_What is required_
Copy each line in the data below that contains the word "resolution".
═══ Task material ═══
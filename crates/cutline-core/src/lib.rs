#![forbid(unsafe_code)]

//! Core: entry ids, position maps, pointer geometry, and drag gesture tracking.
//!
//! # Role in cutline
//! `cutline-core` holds the value types every other layer speaks in. The layout
//! solvers (`cutline-layout`) take and return [`PositionMap`]s; the runtime
//! (`cutline-runtime`) owns the authoritative map and feeds pointer samples
//! through [`DragGesture`].
//!
//! # Primary responsibilities
//! - **PositionMap**: insertion-ordered `EntryId → Frame` mapping.
//! - **Geometry**: pointer samples and track container measurements.
//! - **Gesture**: the threshold-gated press → drag → release lifecycle.

pub mod geometry;
pub mod gesture;
pub mod position;

pub use geometry::{PointerInput, PointerPosition, TrackGeometry};
pub use gesture::{
    DragGesture, DragNoopReason, DragPhase, DragSession, GestureConfig, GestureStep,
};
pub use position::{EntryId, Frame, PositionMap};

/// Re-export so downstream crates agree on the clock type.
pub use web_time::{Duration, Instant};
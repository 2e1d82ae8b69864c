#![forbid(unsafe_code)]

//! Merging remote snapshots into the store.
//!
//! A remote snapshot is the backend's view of every entry. It may lag behind
//! local writes (the backend has not caught up yet) or carry changes made
//! elsewhere. [`PositionStore::sync_from_remote`] decides, per entry, which
//! value the committed map should hold.
//!
//! # Decision table
//!
//! | pending write for id | remote value          | result                         |
//! |----------------------|-----------------------|--------------------------------|
//! | none                 | any                   | remote                         |
//! | yes                  | equals pending value  | remote; pending confirmed      |
//! | yes, younger than timeout | differs          | local pending value kept       |
//! | yes, older than timeout   | differs          | remote; pending abandoned      |
//!
//! While a lock is held and not expired the snapshot is ignored entirely.
//! Applying the same snapshot twice leaves the store (and its revision)
//! untouched the second time.

use cutline_core::{EntryId, Frame, Instant, PositionMap};
use cutline_layout::resolve_conflicts;
use serde::{Deserialize, Serialize};
use tracing::{debug, info, warn};

use crate::store::{PositionStore, log_reassignments};

/// One entry as reported by the remote side.
#[derive(Debug, Clone, PartialEq, Eq, Serialize, Deserialize)]
pub struct RemoteEntry {
    pub id: EntryId,
    /// `None` for entries the remote knows about but has not placed.
    pub current_frame: Option<Frame>,
}

impl RemoteEntry {
    #[must_use]
    pub fn placed(id: impl Into<EntryId>, frame: Frame) -> Self {
        Self {
            id: id.into(),
            current_frame: Some(frame),
        }
    }
}

/// What a sync did to the committed map.
#[derive(Debug, Clone, Copy, PartialEq, Eq, Serialize, Deserialize)]
#[serde(rename_all = "snake_case")]
pub enum SyncStatus {
    /// A live lock blocked the sync.
    Locked,
    /// The merged map equalled the committed one.
    Unchanged,
    /// The committed map was replaced and the revision bumped.
    Updated,
}

/// Result of [`PositionStore::sync_from_remote`].
#[derive(Debug, Clone, Copy, PartialEq, Eq, Serialize, Deserialize)]
pub struct SyncReport {
    pub status: SyncStatus,
    /// Pending writes the snapshot matched.
    pub confirmed: usize,
    /// Pending writes kept over a diverging remote value.
    pub protected: usize,
    /// Pending writes that timed out and yielded to the remote value.
    pub abandoned: usize,
    /// Entries moved off duplicate frames while merging.
    pub reassigned: usize,
}

impl SyncReport {
    const fn locked() -> Self {
        Self {
            status: SyncStatus::Locked,
            confirmed: 0,
            protected: 0,
            abandoned: 0,
            reassigned: 0,
        }
    }

    #[must_use]
    pub fn changed(&self) -> bool {
        self.status == SyncStatus::Updated
    }
}

enum Verdict {
    Confirmed,
    Protected,
    Abandoned,
}

impl PositionStore {
    /// Merge a remote snapshot into the committed map.
    pub fn sync_from_remote(&mut self, remote: &[RemoteEntry], now: Instant) -> SyncReport {
        if self.is_locked(now) {
            debug!(entries = remote.len(), "remote sync skipped; store locked");
            return SyncReport::locked();
        }
        self.expire_lock(now);

        let pending_timeout = self.timeouts.pending_timeout;
        let mut merged = PositionMap::with_capacity(remote.len());
        let mut report = SyncReport {
            status: SyncStatus::Unchanged,
            ..SyncReport::locked()
        };
        let mut settled: Vec<EntryId> = Vec::new();

        let mut judge = |id: &EntryId, remote_frame: Option<Frame>, merged: &mut PositionMap| {
            let chosen = match self.pending.get(id.as_str()) {
                None => remote_frame,
                Some(pending) => {
                    let verdict = if pending.new_position == remote_frame {
                        Verdict::Confirmed
                    } else if pending.age(now) < pending_timeout {
                        Verdict::Protected
                    } else {
                        Verdict::Abandoned
                    };
                    match verdict {
                        Verdict::Confirmed => {
                            report.confirmed += 1;
                            settled.push(id.clone());
                            remote_frame
                        }
                        Verdict::Protected => {
                            report.protected += 1;
                            debug!(%id, local = ?pending.new_position, remote = ?remote_frame,
                                "pending write shields entry from remote value");
                            pending.new_position
                        }
                        Verdict::Abandoned => {
                            report.abandoned += 1;
                            settled.push(id.clone());
                            warn!(
                                %id,
                                local = ?pending.new_position,
                                remote = ?remote_frame,
                                age_ms = pending.age(now).as_millis() as u64,
                                batch = %pending.batch,
                                "pending write timed out; accepting remote value"
                            );
                            remote_frame
                        }
                    }
                }
            };
            match chosen {
                Some(frame) => {
                    merged.insert(id.clone(), frame);
                }
                None => {
                    merged.remove(id.as_str());
                }
            }
        };

        for entry in remote {
            judge(&entry.id, entry.current_frame, &mut merged);
        }
        let unseen: Vec<EntryId> = self
            .pending
            .keys()
            .filter(|id| !remote.iter().any(|entry| &entry.id == *id))
            .cloned()
            .collect();
        for id in &unseen {
            judge(id, None, &mut merged);
        }

        for id in settled {
            self.pending.remove(id.as_str());
        }

        let resolution = resolve_conflicts(&merged);
        log_reassignments(&resolution.reassigned, "remote sync");
        report.reassigned = resolution.reassigned.len();

        if resolution.positions == self.positions {
            debug!(
                confirmed = report.confirmed,
                protected = report.protected,
                "remote snapshot matches committed positions"
            );
            return report;
        }

        self.positions = resolution.positions;
        self.revision += 1;
        report.status = SyncStatus::Updated;
        info!(
            entries = self.positions.len(),
            confirmed = report.confirmed,
            protected = report.protected,
            abandoned = report.abandoned,
            revision = self.revision,
            "remote snapshot applied"
        );
        report
    }
}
═══
_Response area_
        let resolution = resolve_conflicts(&merged);
        log_reassignments(&resolution.reassigned, "remote sync");
        report.reassigned = resolution.reassigned.len();
        if resolution.positions == self.positions {
        self.positions = resolution.positions;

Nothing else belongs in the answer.